Records from a data source:
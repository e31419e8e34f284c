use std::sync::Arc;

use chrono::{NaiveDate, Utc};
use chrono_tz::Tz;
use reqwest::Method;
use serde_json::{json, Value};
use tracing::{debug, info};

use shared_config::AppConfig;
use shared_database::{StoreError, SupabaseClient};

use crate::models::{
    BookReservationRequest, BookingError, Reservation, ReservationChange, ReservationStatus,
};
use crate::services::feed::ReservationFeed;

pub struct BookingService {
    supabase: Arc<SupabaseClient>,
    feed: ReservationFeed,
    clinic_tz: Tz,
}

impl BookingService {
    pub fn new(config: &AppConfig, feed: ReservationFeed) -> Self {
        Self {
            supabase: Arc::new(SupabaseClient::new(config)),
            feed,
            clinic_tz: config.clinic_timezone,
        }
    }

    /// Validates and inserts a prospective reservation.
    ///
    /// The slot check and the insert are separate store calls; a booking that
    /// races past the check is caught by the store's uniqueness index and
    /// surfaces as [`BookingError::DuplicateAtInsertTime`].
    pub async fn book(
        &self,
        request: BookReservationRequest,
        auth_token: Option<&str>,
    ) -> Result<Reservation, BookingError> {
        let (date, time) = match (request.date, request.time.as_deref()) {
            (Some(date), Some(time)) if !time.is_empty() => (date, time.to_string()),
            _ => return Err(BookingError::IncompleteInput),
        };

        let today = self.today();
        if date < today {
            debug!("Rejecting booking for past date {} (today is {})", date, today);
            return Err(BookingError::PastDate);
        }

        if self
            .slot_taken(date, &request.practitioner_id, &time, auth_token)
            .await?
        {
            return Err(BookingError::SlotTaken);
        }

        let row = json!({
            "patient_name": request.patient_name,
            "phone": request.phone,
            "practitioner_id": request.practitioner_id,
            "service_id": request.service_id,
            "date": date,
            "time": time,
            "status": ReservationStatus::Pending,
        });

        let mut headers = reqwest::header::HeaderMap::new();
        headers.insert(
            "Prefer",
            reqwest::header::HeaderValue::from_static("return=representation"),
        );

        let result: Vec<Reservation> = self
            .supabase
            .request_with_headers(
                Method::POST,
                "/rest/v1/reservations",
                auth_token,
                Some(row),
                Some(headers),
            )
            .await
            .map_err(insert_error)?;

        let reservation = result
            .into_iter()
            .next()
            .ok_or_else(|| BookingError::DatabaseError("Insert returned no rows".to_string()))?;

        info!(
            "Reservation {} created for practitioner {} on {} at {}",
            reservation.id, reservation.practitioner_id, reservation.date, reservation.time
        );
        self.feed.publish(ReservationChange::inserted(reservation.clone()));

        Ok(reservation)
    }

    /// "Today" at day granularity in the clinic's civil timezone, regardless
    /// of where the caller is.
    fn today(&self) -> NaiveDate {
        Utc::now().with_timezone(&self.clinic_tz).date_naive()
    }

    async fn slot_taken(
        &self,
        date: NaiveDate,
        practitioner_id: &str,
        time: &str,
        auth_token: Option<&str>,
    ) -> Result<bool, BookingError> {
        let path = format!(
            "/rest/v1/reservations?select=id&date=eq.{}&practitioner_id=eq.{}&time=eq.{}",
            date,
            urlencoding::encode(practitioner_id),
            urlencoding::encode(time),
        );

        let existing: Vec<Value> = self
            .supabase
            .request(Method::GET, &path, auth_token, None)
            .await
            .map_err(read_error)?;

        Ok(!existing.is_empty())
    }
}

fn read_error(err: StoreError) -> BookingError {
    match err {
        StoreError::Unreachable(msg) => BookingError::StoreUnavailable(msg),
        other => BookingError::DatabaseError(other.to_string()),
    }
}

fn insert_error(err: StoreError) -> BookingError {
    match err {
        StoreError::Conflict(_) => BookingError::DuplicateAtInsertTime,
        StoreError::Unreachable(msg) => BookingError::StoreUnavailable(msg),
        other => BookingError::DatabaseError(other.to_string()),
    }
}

==

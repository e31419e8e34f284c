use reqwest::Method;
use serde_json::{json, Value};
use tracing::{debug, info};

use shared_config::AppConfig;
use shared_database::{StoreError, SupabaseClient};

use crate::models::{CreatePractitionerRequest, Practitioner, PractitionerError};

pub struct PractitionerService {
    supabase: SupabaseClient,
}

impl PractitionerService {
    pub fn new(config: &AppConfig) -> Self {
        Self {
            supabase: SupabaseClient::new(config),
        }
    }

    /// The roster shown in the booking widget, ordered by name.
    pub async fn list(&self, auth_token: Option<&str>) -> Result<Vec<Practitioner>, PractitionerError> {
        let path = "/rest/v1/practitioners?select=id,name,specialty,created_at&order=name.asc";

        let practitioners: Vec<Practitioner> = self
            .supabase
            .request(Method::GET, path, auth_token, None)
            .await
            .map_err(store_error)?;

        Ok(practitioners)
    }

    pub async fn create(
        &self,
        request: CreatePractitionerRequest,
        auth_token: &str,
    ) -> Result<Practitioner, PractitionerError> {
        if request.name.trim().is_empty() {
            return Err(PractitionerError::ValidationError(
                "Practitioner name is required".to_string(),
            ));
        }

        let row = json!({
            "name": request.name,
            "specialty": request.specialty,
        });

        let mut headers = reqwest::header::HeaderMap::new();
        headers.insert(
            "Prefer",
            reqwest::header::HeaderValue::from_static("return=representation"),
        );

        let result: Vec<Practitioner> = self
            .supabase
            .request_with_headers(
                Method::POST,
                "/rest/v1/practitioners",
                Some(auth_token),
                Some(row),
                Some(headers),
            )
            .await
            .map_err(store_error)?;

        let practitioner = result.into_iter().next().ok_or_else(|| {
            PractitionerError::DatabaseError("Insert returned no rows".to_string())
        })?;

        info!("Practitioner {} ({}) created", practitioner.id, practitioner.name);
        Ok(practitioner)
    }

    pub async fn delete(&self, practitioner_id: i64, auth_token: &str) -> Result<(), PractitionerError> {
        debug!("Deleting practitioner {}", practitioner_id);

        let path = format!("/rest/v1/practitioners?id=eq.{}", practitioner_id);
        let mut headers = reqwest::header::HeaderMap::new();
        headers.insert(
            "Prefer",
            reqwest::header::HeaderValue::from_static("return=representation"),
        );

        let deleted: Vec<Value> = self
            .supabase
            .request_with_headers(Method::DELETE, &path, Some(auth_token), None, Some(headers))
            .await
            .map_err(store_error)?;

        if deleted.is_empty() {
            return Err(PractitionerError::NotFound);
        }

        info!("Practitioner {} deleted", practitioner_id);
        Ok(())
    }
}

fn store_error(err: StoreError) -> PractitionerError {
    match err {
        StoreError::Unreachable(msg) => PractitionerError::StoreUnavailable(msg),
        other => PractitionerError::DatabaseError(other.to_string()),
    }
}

ASSIGNMENT:
Every line of the records containing the word "path" must appear in the answer.

ANSWER SPACE:
        let path = format!(
            .request(Method::GET, &path, auth_token, None)
        let path = "/rest/v1/practitioners?select=id,name,specialty,created_at&order=name.asc";
            .request(Method::GET, path, auth_token, None)
        let path = format!("/rest/v1/practitioners?id=eq.{}", practitioner_id);
            .request_with_headers(Method::DELETE, &path, Some(auth_token), None, Some(headers))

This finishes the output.